On The Shoulders Of Our Freedom FightersThose that came before us, those who are still with us, those who watch over us, those who guide us, we pay homage.
Painting Congolese history: Tshibumba Kanda Matulu
Painting Congolese history: Tshibumba Kanda Matulu
During a brief period between the late sixties and the late seventies, popular genre painting bloomed in the urban and industrial Katanga. Scores of artists, most of them self-educated, produced thousands of paintings (acrylics or oils on canvas reclaimed from flour sacking) for local use. Through a limited number of recurrent topics, they articulated a system of shared memories. They recalled ancestral origins, colonial history, the fight for independence, post-colonial struggles for power, and the predicaments of urban African life.
Several painters began to represent sequences of historical events, foremost among them Tshibumba Kanda Matulu who thought of himself as a historian and was able to realize, in 1973-74, a project he had been dreaming of: A complete History of Zaire in one hundred pictures and a narrative.

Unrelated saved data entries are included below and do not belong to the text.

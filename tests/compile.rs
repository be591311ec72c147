//! End-to-end pipeline tests: C text in, AArch64 assembly text out.
//!
//! These drive the reader, every lowering pass and the emitter, and then
//! assert structural facts about the output — they do not run the host
//! assembler, so they hold on any development machine.

use charcoal_codegen::context::{Context, DumpConfig};
use charcoal_codegen::ir::mach;
use charcoal_tools::emit::{emit_program, Dialect};

/// Compile C source to a Mach program.
fn compile(src: &str) -> mach::Program {
    let clight = charcoal_reader::parse_program(src, "test.c").expect("front-end");
    let ctx = Context::new();
    let (mach, _) = ctx
        .compile(clight, DumpConfig::default())
        .expect("pipeline");
    mach
}

/// Compile C source to ELF-flavoured assembly text.
fn compile_to_asm(src: &str) -> String {
    emit_program(&compile(src), Dialect::Elf)
}

fn mach_function<'a>(prog: &'a mach::Program, name: &str) -> &'a mach::Function {
    &prog
        .functions
        .iter()
        .find(|(n, _)| n.as_str() == name)
        .unwrap_or_else(|| panic!("no function `{}`", name))
        .1
}

#[test]
fn return_42() {
    let prog = compile("int main() { return 42; }");
    let main = mach_function(&prog, "main");
    assert_eq!(main.stacksize % 16, 0);
    let asm = compile_to_asm("int main() { return 42; }");
    assert!(asm.contains("movz w0, #42"), "{}", asm);
    assert!(asm.contains("ret"), "{}", asm);
}

#[test]
fn add_two_arguments() {
    let src = "int add(int a, int b) { return a + b; }\n\
               int main() { return add(1, 2); }";
    let prog = compile(src);
    let main = mach_function(&prog, "main");
    // main calls add, so it is not a leaf and carries an aligned frame.
    assert!(!main.is_leaf);
    assert!(main.stacksize >= 16);
    assert_eq!(main.stacksize % 16, 0);
    let asm = compile_to_asm(src);
    assert!(asm.contains("bl add") || asm.contains("b add"), "{}", asm);
    assert!(asm.contains("add w"), "{}", asm);
}

#[test]
fn recursive_fibonacci() {
    let src = "int f(int n) { if (n < 2) return n; return f(n - 1) + f(n - 2); }\n\
               int main() { return f(10); }";
    let prog = compile(src);
    let f = mach_function(&prog, "f");
    // A value lives across the inner call, so a callee-saved register is
    // saved and restored.
    assert!(!f.saved_regs.is_empty(), "expected callee-saved use");
    let asm = compile_to_asm(src);
    assert!(asm.contains("bl f"), "{}", asm);
    assert!(asm.contains("b.ge") || asm.contains("b.lt"), "{}", asm);
}

#[test]
fn array_sum() {
    let src = "int main() { int a[3] = {10, 20, 30}; return a[0] + a[1] + a[2]; }";
    let prog = compile(src);
    let main = mach_function(&prog, "main");
    // The array lives in the frame.
    assert!(main.stacksize >= 16);
    let asm = compile_to_asm(src);
    // Element stores and loads go through SP-relative addresses.
    assert!(asm.contains("[sp"), "{}", asm);
}

#[test]
fn pointer_store_through_local() {
    let src = "int main() { int x = 5; int* p = &x; *p = 7; return x; }";
    let prog = compile(src);
    let main = mach_function(&prog, "main");
    // x is address-taken: it needs stack data in the frame.
    assert!(main.stacksize >= 16, "x must live in memory");
    let asm = compile_to_asm(src);
    assert!(asm.contains("str"), "{}", asm);
    assert!(asm.contains("ldr"), "{}", asm);
}

#[test]
fn loop_sum() {
    let src = "int main() { int s = 0; for (int i = 0; i < 10; i++) s += i; return s; }";
    let prog = compile(src);
    let main = mach_function(&prog, "main");
    // A loop means a backward jump somewhere.
    assert!(main
        .body
        .iter()
        .any(|i| matches!(i, mach::Inst::Mcond { .. })));
    let asm = compile_to_asm(src);
    assert!(asm.contains("b."), "{}", asm);
}

#[test]
fn switch_dense_uses_jump_table() {
    let src = "int f(int x) {\n\
                 switch (x) {\n\
                   case 0: return 10; case 1: return 11; case 2: return 12;\n\
                   case 3: return 13; case 4: return 14; case 5: return 15;\n\
                   default: return -1;\n\
                 }\n\
               }\n\
               int main() { return f(3); }";
    let prog = compile(src);
    let f = mach_function(&prog, "f");
    assert!(
        f.body
            .iter()
            .any(|i| matches!(i, mach::Inst::Mjumptable { .. })),
        "dense switch should lower to a jump table"
    );
    let asm = compile_to_asm(src);
    assert!(asm.contains("br x16"), "{}", asm);
}

#[test]
fn switch_sparse_avoids_jump_table() {
    let src = "int f(int x) {\n\
                 switch (x) {\n\
                   case 1: return 1; case 100: return 2; case 2000: return 3;\n\
                   case 30000: return 4; case 400000: return 5; case 5000000: return 6;\n\
                 }\n\
                 return 0;\n\
               }";
    let prog = compile(src);
    let f = mach_function(&prog, "f");
    assert!(
        !f.body
            .iter()
            .any(|i| matches!(i, mach::Inst::Mjumptable { .. })),
        "sparse switch must not build a table"
    );
}

#[test]
fn string_literals_are_hoisted() {
    let src = "int puts(char *s);\n\
               int main() { puts(\"hello\"); return 0; }";
    let prog = compile(src);
    assert!(prog
        .globals
        .iter()
        .any(|(name, item)| name.as_str().starts_with("__stringlit_")
            && item.readonly
            && item.init.as_deref() == Some(&b"hello\0"[..])));
    let asm = compile_to_asm(src);
    assert!(asm.contains("__stringlit_1"), "{}", asm);
    assert!(asm.contains("bl puts"), "{}", asm);
}

#[test]
fn tail_call_is_emitted() {
    let src = "int g(int x);\n\
               int f(int x) { return g(x + 1); }";
    let prog = compile(src);
    let f = mach_function(&prog, "f");
    assert!(
        f.body
            .iter()
            .any(|i| matches!(i, mach::Inst::Mtailcall { .. })),
        "call-then-return should become a tail call"
    );
    let asm = compile_to_asm(src);
    assert!(asm.contains("b g"), "{}", asm);
}

#[test]
fn struct_assignment_calls_memcpy() {
    let src = "struct pair { long a; long b; };\n\
               struct pair x; struct pair y;\n\
               int main() { x = y; return 0; }";
    let prog = compile(src);
    let main = mach_function(&prog, "main");
    assert!(main
        .body
        .iter()
        .any(|i| matches!(i, mach::Inst::Mbuiltin { .. })));
    let asm = compile_to_asm(src);
    assert!(asm.contains("bl memcpy"), "{}", asm);
}

#[test]
fn doubles_use_float_registers() {
    let src = "double scale(double x) { return x * 2.0; }";
    let asm = compile_to_asm(src);
    assert!(asm.contains("fmul d"), "{}", asm);
}

#[test]
fn frame_alignment_holds_everywhere() {
    let srcs = [
        "int main() { return 0; }",
        "int g(void); int main() { return g(); }",
        "int main() { int a[7]; a[0] = 1; return a[0]; }",
        "int f(int a, int b, int c, int d, int e, int x, int y, int z, int q) { return q; }\n\
         int main() { return f(1,2,3,4,5,6,7,8,9); }",
    ];
    for src in &srcs {
        let prog = compile(src);
        for (name, func) in &prog.functions {
            assert_eq!(
                func.stacksize % 16,
                0,
                "frame of `{}` not aligned in: {}",
                name,
                src
            );
            if !func.is_leaf {
                assert!(func.stacksize >= 16, "non-leaf `{}` without a frame", name);
            }
        }
    }
}

#[test]
fn printers_are_deterministic() {
    let src = "int f(int n) { int s = 0; while (n) { s += n; n--; } return s; }";
    let clight = charcoal_reader::parse_program(src, "test.c").unwrap();
    let ctx = Context::new();
    let config = DumpConfig {
        simplified: true,
        cminor: true,
        rtl: true,
        ltl: true,
        mach: true,
    };
    let (_, first) = ctx.compile(clight.clone(), config).unwrap();
    let (_, second) = ctx.compile(clight, config).unwrap();
    assert_eq!(first.simplified, second.simplified);
    assert_eq!(first.cminor, second.cminor);
    assert_eq!(first.rtl, second.rtl);
    assert_eq!(first.ltl, second.ltl);
    assert_eq!(first.mach, second.mach);
}

#[test]
fn eight_plus_arguments_use_the_stack() {
    let src = "int f(int a, int b, int c, int d, int e, int x, int y, int z, int q) {\n\
                 return a + q;\n\
               }\n\
               int main() { return f(1,2,3,4,5,6,7,8,9); }";
    let prog = compile(src);
    let main = mach_function(&prog, "main");
    // The ninth argument travels through the outgoing area.
    assert!(main
        .body
        .iter()
        .any(|i| matches!(i, mach::Inst::Msetstack { .. })));
    let f = mach_function(&prog, "f");
    assert!(f
        .body
        .iter()
        .any(|i| matches!(i, mach::Inst::Mgetparam { .. })));
}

In Remembering the Present: Painting and Popular History in Zaire, this work, as well as conversations between Tshibumba and the anthropologist, Johannes Fabian.
In his most famous work, the History of Zaïre (1973-1974), Tshibumba combined elements of traditional African storytelling with a contemporary style of urban popular art to create his own vision of Congo’s past. This vision, while personal, articulated a system of shared memory that gives an unparalleled insight into Congolese history.
A felt history
The History of Zaïre begins with the pre-colonial period of the Congo. This stage is illustrated by depictions of ‘village life’, ‘when people knew how to live’. Tshibumba’s comments testify to a respect and nostalgia for the traditional life of another era. In his paintings he returns to a mythical landscape, to a conception of Africa before colonialism.
"The black man existed since Adam and Eve. Without following the story of a religion, be it Catholic, Protestant, or Kimbanguist, this is how our Zaire existed since the days of old. And [there were] our ancestors as you see them there [Painting 1: Landscape], our ancestors. They knew how to dress. They had raffia clothes, as you see here on the painting [Painting 2: Ancestral couple]. They knew how to work. Those people by the water are working to catch fish, and in Katanga they began to make copper ingots in those times. They produced copper ingots, made copper wire, and went to sell it. They knew how to eat, to dine. they had manioc and they cooked bukari. This was our food. They knew how to build. As you see, there they built"
Alimasi, Famous painter in Kisangani in the 70 year, his painting "The battle of Kisangani" has earned him a national reputation. This scene represents the parachute of the Belgian military airport in the capital of the Upper Congo, while the rebels are trying to prevent the landing of the aircraft with metal drums on the track.
Originally from the region of Mayombe, région du Bas-Congo, Mambu works and lives in Boma (south-west of Congo-Kinshasa, on the mouth of the river). His favorite themes: "the bridge Marshal", the suspension bridge of 800 m, built on the river at Matadi, by the Japanese in the early 80s, "the difficulties of life" classic scene where we see man perched in a tree in a boa, at the foot of a river where a crocodile awaits him, while a lion patient earth.
The History of Zaire ends with paintings depicting events that took place in the early 1970’s. But Tshibumba also included paintings in which he gives a possible future for his country. He shows dreams of a new order in which social relations disintegrate and party politics replace religion.
Remembering the present
The History of Zaire looks back to the early 60’s as a time of great hope, with the end of colonialism in sight and a thriving middle class who offered some economic and social stability. Lumumba appears as a messianic figure during the fight for independence. His death foreshadows the horror of what is to come. The most poignant pictures are Tshibumba’s representations of those images which are all too familiar to us today: images of poverty, refugee camps and blue helmeted peace keepers.